_Supplied material_.
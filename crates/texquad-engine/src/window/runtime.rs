use anyhow::{Context, Result};
use ouroboros::self_referencing;

use winit::application::ApplicationHandler;
use winit::dpi::LogicalSize;
use winit::event::WindowEvent;
use winit::event_loop::{ActiveEventLoop, ControlFlow, EventLoop};
use winit::window::{Window, WindowId};

use crate::core::{App as CoreApp, AppControl, FrameCtx, WindowCtx};
use crate::device::{Gpu, GpuInit};

/// Window/runtime configuration.
#[derive(Debug, Clone)]
pub struct RuntimeConfig {
    pub title: String,
    pub initial_size: LogicalSize<f64>,
    pub resizable: bool,
}

impl Default for RuntimeConfig {
    fn default() -> Self {
        Self {
            title: "texquad".to_string(),
            initial_size: LogicalSize::new(512.0, 512.0),
            resizable: true,
        }
    }
}

/// Main loop state.
///
/// `Running` until a close request is observed; `Closing` is terminal.
#[derive(Debug, Copy, Clone, Eq, PartialEq)]
pub enum LoopState {
    Running,
    Closing,
}

impl LoopState {
    /// Transitions on a window event: only `CloseRequested` closes.
    pub fn observe(self, event: &WindowEvent) -> Self {
        match (self, event) {
            (LoopState::Running, WindowEvent::CloseRequested) => LoopState::Closing,
            (state, _) => state,
        }
    }

    /// Transitions on an app callback result.
    pub fn apply(self, control: AppControl) -> Self {
        match control {
            AppControl::Exit => LoopState::Closing,
            AppControl::Continue => self,
        }
    }

    pub fn is_running(self) -> bool {
        self == LoopState::Running
    }
}

/// Entry point for the runtime.
pub struct Runtime;

impl Runtime {
    /// Opens one window, then drives `app` until the window is closed.
    ///
    /// Returns an error when the event loop, the window or the GPU context
    /// cannot be created.
    pub fn run<A>(config: RuntimeConfig, gpu_init: GpuInit, app: A) -> Result<()>
    where
        A: 'static + CoreApp,
    {
        let event_loop = EventLoop::new().context("failed to create winit EventLoop")?;
        let mut state = AppState::new(config, gpu_init, app);

        event_loop
            .run_app(&mut state)
            .context("winit event loop terminated with error")?;

        match state.init_error.take() {
            Some(err) => Err(err),
            None => Ok(()),
        }
    }
}

#[self_referencing]
struct WindowEntry {
    window: Window,

    #[borrows(window)]
    #[covariant]
    gpu: Gpu<'this>,
}

struct AppState<A>
where
    A: CoreApp + 'static,
{
    config: RuntimeConfig,
    gpu_init: GpuInit,
    app: A,

    entry: Option<WindowEntry>,
    state: LoopState,
    init_error: Option<anyhow::Error>,
}

impl<A> AppState<A>
where
    A: CoreApp + 'static,
{
    fn new(config: RuntimeConfig, gpu_init: GpuInit, app: A) -> Self {
        Self {
            config,
            gpu_init,
            app,
            entry: None,
            state: LoopState::Running,
            init_error: None,
        }
    }

    fn create_window_entry(&self, event_loop: &ActiveEventLoop) -> Result<WindowEntry> {
        let attrs = Window::default_attributes()
            .with_title(self.config.title.clone())
            .with_inner_size(self.config.initial_size)
            .with_resizable(self.config.resizable);

        let window = event_loop
            .create_window(attrs)
            .context("failed to create window")?;

        let gpu_init = self.gpu_init.clone();

        WindowEntry::try_new(window, |w| {
            pollster::block_on(Gpu::new(w, gpu_init))
                .context("failed to initialize GPU context for window")
        })
    }

    fn close(&mut self, event_loop: &ActiveEventLoop) {
        if self.entry.take().is_some() {
            log::info!("window closed");
        }
        event_loop.exit();
    }
}

impl<A> ApplicationHandler for AppState<A>
where
    A: CoreApp + 'static,
{
    fn resumed(&mut self, event_loop: &ActiveEventLoop) {
        if self.entry.is_some() || !self.state.is_running() {
            return;
        }

        match self.create_window_entry(event_loop) {
            Ok(entry) => {
                entry.with_window(|w| w.request_redraw());
                self.entry = Some(entry);
            }
            Err(e) => {
                log::error!("{e:#}");
                self.init_error = Some(e);
                self.state = LoopState::Closing;
                event_loop.exit();
            }
        }
    }

    fn about_to_wait(&mut self, event_loop: &ActiveEventLoop) {
        if !self.state.is_running() {
            self.close(event_loop);
            return;
        }

        event_loop.set_control_flow(ControlFlow::Wait);

        // Every frame is redrawn; there is no invalidation tracking.
        if let Some(entry) = &self.entry {
            entry.with_window(|w| w.request_redraw());
        }
    }

    fn window_event(
        &mut self,
        event_loop: &ActiveEventLoop,
        window_id: WindowId,
        event: WindowEvent,
    ) {
        if !self.state.is_running() {
            self.close(event_loop);
            return;
        }

        let control = self.app.on_window_event(&event);
        self.state = self.state.apply(control).observe(&event);

        if !self.state.is_running() {
            self.close(event_loop);
            return;
        }

        let (app, state) = (&mut self.app, &mut self.state);
        let Some(entry) = self.entry.as_mut() else {
            return;
        };

        match &event {
            WindowEvent::Resized(new_size) => {
                entry.with_gpu_mut(|gpu| gpu.resize(*new_size));
                entry.with_window(|w| w.request_redraw());
            }

            WindowEvent::ScaleFactorChanged { .. } => {
                let new_size = entry.with_window(|w| w.inner_size());
                entry.with_gpu_mut(|gpu| gpu.resize(new_size));
                entry.with_window(|w| w.request_redraw());
            }

            WindowEvent::RedrawRequested => {
                let mut control = AppControl::Continue;

                entry.with_mut(|fields| {
                    let mut ctx = FrameCtx {
                        window: WindowCtx {
                            id: window_id,
                            window: fields.window,
                        },
                        gpu: fields.gpu,
                    };
                    control = app.on_frame(&mut ctx);
                });

                *state = state.apply(control);
            }

            _ => {}
        }

        if !self.state.is_running() {
            self.close(event_loop);
        }
    }
}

_Task prompt_. Your answer must be the full listing above, printed exactly as it stands.

_Solution_.
filename crates/texquad-engine/src/window/runtime.rs
use anyhow::{Context, Result};
use ouroboros::self_referencing;

use winit::application::ApplicationHandler;
use winit::dpi::LogicalSize;
use winit::event::WindowEvent;
use winit::event_loop::{ActiveEventLoop, ControlFlow, EventLoop};
use winit::window::{Window, WindowId};

use crate::core::{App as CoreApp, AppControl, FrameCtx, WindowCtx};
use crate::device::{Gpu, GpuInit};

/// Window/runtime configuration.
#[derive(Debug, Clone)]
pub struct RuntimeConfig {
    pub title: String,
    pub initial_size: LogicalSize<f64>,
    pub resizable: bool,
}

impl Default for RuntimeConfig {
    fn default() -> Self {
        Self {
            title: "texquad".to_string(),
            initial_size: LogicalSize::new(512.0, 512.0),
            resizable: true,
        }
    }
}

/// Main loop state.
///
/// `Running` until a close request is observed; `Closing` is terminal.
#[derive(Debug, Copy, Clone, Eq, PartialEq)]
pub enum LoopState {
    Running,
    Closing,
}

impl LoopState {
    /// Transitions on a window event: only `CloseRequested` closes.
    pub fn observe(self, event: &WindowEvent) -> Self {
        match (self, event) {
            (LoopState::Running, WindowEvent::CloseRequested) => LoopState::Closing,
            (state, _) => state,
        }
    }

    /// Transitions on an app callback result.
    pub fn apply(self, control: AppControl) -> Self {
        match control {
            AppControl::Exit => LoopState::Closing,
            AppControl::Continue => self,
        }
    }

    pub fn is_running(self) -> bool {
        self == LoopState::Running
    }
}

/// Entry point for the runtime.
pub struct Runtime;

impl Runtime {
    /// Opens one window, then drives `app` until the window is closed.
    ///
    /// Returns an error when the event loop, the window or the GPU context
    /// cannot be created.
    pub fn run<A>(config: RuntimeConfig, gpu_init: GpuInit, app: A) -> Result<()>
    where
        A: 'static + CoreApp,
    {
        let event_loop = EventLoop::new().context("failed to create winit EventLoop")?;
        let mut state = AppState::new(config, gpu_init, app);

        event_loop
            .run_app(&mut state)
            .context("winit event loop terminated with error")?;

        match state.init_error.take() {
            Some(err) => Err(err),
            None => Ok(()),
        }
    }
}

#[self_referencing]
struct WindowEntry {
    window: Window,

    #[borrows(window)]
    #[covariant]
    gpu: Gpu<'this>,
}

struct AppState<A>
where
    A: CoreApp + 'static,
{
    config: RuntimeConfig,
    gpu_init: GpuInit,
    app: A,

    entry: Option<WindowEntry>,
    state: LoopState,
    init_error: Option<anyhow::Error>,
}

impl<A> AppState<A>
where
    A: CoreApp + 'static,
{
    fn new(config: RuntimeConfig, gpu_init: GpuInit, app: A) -> Self {
        Self {
            config,
            gpu_init,
            app,
            entry: None,
            state: LoopState::Running,
            init_error: None,
        }
    }

    fn create_window_entry(&self, event_loop: &ActiveEventLoop) -> Result<WindowEntry> {
        let attrs = Window::default_attributes()
            .with_title(self.config.title.clone())
            .with_inner_size(self.config.initial_size)
            .with_resizable(self.config.resizable);

        let window = event_loop
            .create_window(attrs)
            .context("failed to create window")?;

        let gpu_init = self.gpu_init.clone();

        WindowEntry::try_new(window, |w| {
            pollster::block_on(Gpu::new(w, gpu_init))
                .context("failed to initialize GPU context for window")
        })
    }

    fn close(&mut self, event_loop: &ActiveEventLoop) {
        if self.entry.take().is_some() {
            log::info!("window closed");
        }
        event_loop.exit();
    }
}

impl<A> ApplicationHandler for AppState<A>
where
    A: CoreApp + 'static,
{
    fn resumed(&mut self, event_loop: &ActiveEventLoop) {
        if self.entry.is_some() || !self.state.is_running() {
            return;
        }

        match self.create_window_entry(event_loop) {
            Ok(entry) => {
                entry.with_window(|w| w.request_redraw());
                self.entry = Some(entry);
            }
            Err(e) => {
                log::error!("{e:#}");
                self.init_error = Some(e);
                self.state = LoopState::Closing;
                event_loop.exit();
            }
        }
    }

    fn about_to_wait(&mut self, event_loop: &ActiveEventLoop) {
        if !self.state.is_running() {
            self.close(event_loop);
            return;
        }

        event_loop.set_control_flow(ControlFlow::Wait);

        // Every frame is redrawn; there is no invalidation tracking.
        if let Some(entry) = &self.entry {
            entry.with_window(|w| w.request_redraw());
        }
    }

    fn window_event(
        &mut self,
        event_loop: &ActiveEventLoop,
        window_id: WindowId,
        event: WindowEvent,
    ) {
        if !self.state.is_running() {
            self.close(event_loop);
            return;
        }

        let control = self.app.on_window_event(&event);
        self.state = self.state.apply(control).observe(&event);

        if !self.state.is_running() {
            self.close(event_loop);
            return;
        }

        let (app, state) = (&mut self.app, &mut self.state);
        let Some(entry) = self.entry.as_mut() else {
            return;
        };

        match &event {
            WindowEvent::Resized(new_size) => {
                entry.with_gpu_mut(|gpu| gpu.resize(*new_size));
                entry.with_window(|w| w.request_redraw());
            }

            WindowEvent::ScaleFactorChanged { .. } => {
                let new_size = entry.with_window(|w| w.inner_size());
                entry.with_gpu_mut(|gpu| gpu.resize(new_size));
                entry.with_window(|w| w.request_redraw());
            }

            WindowEvent::RedrawRequested => {
                let mut control = AppControl::Continue;

                entry.with_mut(|fields| {
                    let mut ctx = FrameCtx {
                        window: WindowCtx {
                            id: window_id,
                            window: fields.window,
                        },
                        gpu: fields.gpu,
                    };
                    control = app.on_frame(&mut ctx);
                });

                *state = state.apply(control);
            }

            _ => {}
        }

        if !self.state.is_running() {
            self.close(event_loop);
        }
    }
}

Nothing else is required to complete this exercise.